Requirement: Quote exactly and only this range of lines in the data below: the line that holds "(Some(s), None) |" to the line that holds "fn axis_scale(available: f64, extent: f64)", both included.

Dataset entries:
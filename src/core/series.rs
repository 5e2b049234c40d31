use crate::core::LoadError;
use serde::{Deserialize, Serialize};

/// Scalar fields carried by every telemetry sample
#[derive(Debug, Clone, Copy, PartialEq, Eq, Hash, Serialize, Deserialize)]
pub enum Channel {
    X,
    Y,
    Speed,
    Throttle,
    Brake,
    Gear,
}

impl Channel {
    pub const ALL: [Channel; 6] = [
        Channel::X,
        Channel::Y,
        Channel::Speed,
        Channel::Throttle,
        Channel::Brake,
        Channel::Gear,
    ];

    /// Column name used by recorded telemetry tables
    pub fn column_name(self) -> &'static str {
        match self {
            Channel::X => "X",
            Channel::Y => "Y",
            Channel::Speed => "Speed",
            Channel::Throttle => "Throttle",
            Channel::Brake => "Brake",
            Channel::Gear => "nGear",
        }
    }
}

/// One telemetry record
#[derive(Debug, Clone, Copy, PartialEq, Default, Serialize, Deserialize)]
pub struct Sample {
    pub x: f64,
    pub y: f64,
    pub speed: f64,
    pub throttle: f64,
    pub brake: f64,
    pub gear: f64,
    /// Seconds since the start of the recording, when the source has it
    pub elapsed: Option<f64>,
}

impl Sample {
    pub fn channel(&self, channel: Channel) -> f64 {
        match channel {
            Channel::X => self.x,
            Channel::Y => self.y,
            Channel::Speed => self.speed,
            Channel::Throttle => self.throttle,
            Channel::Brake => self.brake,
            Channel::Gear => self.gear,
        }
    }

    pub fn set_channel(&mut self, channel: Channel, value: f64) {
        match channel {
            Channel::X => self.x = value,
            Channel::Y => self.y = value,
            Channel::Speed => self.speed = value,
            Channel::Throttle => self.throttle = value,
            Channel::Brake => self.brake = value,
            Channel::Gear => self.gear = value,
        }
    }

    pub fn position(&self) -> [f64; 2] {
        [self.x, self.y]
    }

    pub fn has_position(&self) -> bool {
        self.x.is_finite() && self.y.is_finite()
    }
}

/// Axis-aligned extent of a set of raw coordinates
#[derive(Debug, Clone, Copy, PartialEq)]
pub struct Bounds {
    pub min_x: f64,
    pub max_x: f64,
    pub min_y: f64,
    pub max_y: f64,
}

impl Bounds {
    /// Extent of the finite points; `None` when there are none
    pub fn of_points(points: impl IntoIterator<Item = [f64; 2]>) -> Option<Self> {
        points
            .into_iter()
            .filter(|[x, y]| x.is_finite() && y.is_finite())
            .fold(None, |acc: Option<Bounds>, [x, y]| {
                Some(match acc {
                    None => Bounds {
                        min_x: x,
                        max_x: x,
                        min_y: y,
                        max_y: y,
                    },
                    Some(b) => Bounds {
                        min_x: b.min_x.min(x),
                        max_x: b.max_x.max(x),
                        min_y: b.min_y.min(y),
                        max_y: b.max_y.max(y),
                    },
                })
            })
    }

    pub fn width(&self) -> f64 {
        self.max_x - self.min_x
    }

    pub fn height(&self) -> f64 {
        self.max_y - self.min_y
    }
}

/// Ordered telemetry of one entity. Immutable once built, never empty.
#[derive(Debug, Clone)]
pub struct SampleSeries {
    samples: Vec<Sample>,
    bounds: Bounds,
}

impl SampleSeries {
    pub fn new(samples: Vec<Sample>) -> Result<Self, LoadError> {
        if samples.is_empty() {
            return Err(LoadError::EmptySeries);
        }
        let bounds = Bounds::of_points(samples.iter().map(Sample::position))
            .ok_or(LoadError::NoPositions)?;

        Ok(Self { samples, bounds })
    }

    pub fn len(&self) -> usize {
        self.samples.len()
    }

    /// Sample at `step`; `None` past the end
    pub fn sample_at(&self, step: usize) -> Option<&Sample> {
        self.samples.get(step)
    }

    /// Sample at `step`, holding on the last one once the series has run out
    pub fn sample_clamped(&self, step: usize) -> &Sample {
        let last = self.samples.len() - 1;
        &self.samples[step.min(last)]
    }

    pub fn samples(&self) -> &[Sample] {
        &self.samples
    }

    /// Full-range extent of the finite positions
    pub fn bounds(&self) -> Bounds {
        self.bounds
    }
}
---
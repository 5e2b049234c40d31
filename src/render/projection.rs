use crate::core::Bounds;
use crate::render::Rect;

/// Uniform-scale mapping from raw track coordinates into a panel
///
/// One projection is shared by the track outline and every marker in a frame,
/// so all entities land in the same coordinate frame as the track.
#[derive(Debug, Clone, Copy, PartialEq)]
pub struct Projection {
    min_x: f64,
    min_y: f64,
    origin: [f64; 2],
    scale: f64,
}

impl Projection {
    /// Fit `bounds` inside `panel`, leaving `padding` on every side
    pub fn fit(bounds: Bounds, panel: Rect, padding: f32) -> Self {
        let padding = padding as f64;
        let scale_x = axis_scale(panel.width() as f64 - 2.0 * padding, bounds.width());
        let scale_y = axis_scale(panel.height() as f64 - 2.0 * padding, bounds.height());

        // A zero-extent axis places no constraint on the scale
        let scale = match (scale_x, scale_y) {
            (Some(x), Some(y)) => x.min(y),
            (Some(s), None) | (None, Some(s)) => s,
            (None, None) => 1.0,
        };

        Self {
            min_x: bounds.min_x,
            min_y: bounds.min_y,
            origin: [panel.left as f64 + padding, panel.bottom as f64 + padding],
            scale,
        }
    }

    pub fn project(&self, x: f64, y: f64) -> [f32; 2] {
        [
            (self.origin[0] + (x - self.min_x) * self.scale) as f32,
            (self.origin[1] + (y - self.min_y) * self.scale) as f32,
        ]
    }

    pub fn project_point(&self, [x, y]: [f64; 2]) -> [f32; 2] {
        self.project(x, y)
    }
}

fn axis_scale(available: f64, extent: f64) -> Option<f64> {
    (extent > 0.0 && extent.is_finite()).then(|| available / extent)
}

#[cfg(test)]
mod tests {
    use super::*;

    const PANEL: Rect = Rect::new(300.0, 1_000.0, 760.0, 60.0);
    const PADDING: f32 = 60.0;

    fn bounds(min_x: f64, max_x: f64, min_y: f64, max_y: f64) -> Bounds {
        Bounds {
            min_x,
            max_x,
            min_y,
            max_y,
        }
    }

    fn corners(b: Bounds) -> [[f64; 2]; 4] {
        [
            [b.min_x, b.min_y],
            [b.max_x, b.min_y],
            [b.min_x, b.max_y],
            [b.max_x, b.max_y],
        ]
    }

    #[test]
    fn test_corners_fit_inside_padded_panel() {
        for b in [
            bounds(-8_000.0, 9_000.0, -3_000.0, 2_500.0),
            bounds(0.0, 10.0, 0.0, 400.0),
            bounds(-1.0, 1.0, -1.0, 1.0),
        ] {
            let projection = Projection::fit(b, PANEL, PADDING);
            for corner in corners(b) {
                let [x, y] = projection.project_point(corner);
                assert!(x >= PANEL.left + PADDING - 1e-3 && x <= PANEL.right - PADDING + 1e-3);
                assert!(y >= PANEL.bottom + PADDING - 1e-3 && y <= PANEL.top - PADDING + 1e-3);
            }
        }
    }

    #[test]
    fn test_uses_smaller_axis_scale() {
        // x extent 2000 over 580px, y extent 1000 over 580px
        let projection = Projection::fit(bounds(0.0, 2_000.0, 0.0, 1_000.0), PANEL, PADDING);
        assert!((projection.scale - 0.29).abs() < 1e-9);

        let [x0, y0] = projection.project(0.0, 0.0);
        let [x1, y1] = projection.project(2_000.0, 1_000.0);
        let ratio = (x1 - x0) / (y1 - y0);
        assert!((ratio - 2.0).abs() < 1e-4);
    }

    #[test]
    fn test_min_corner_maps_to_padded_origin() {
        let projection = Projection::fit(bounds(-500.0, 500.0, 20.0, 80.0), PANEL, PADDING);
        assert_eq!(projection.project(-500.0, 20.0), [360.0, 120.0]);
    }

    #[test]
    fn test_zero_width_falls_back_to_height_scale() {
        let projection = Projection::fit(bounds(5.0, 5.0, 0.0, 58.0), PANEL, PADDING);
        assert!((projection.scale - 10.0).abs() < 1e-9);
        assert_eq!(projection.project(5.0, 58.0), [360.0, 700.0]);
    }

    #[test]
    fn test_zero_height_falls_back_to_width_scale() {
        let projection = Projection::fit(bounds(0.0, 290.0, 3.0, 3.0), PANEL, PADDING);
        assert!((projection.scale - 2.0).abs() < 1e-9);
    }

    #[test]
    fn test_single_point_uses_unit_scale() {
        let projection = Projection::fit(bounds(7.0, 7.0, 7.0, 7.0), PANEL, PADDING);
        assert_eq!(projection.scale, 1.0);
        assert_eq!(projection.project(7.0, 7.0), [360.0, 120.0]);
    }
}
...
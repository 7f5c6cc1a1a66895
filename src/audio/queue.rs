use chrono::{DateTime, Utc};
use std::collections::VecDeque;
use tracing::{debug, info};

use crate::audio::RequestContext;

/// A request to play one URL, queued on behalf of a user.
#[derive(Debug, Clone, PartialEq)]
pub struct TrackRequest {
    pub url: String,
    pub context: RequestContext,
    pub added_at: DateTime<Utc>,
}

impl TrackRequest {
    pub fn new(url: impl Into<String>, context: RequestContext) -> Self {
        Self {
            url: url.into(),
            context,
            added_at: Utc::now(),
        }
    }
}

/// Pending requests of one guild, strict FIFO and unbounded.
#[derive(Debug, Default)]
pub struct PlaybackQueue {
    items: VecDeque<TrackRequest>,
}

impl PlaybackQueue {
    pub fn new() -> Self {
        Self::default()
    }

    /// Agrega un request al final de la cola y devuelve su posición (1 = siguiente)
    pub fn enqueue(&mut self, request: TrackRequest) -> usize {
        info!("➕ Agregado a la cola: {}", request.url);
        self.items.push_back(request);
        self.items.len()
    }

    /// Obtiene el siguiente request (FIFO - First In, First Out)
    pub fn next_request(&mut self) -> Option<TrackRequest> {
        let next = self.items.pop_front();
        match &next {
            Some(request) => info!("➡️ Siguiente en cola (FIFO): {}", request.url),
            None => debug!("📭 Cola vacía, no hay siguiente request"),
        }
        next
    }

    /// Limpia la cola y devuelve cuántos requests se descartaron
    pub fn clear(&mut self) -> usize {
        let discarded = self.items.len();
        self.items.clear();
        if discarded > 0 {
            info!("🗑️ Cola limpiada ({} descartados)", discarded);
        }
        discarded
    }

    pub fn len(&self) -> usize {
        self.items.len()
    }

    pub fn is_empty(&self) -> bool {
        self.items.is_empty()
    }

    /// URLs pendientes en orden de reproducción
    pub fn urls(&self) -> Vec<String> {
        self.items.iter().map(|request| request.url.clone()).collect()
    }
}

Task solution:
            (Some(s), None) | (None, Some(s)) => s,
            (None, None) => 1.0,
        };

        Self {
            min_x: bounds.min_x,
            min_y: bounds.min_y,
            origin: [panel.left as f64 + padding, panel.bottom as f64 + padding],
            scale,
        }
    }

    pub fn project(&self, x: f64, y: f64) -> [f32; 2] {
        [
            (self.origin[0] + (x - self.min_x) * self.scale) as f32,
            (self.origin[1] + (y - self.min_y) * self.scale) as f32,
        ]
    }

    pub fn project_point(&self, [x, y]: [f64; 2]) -> [f32; 2] {
        self.project(x, y)
    }
}

fn axis_scale(available: f64, extent: f64) -> Option<f64> {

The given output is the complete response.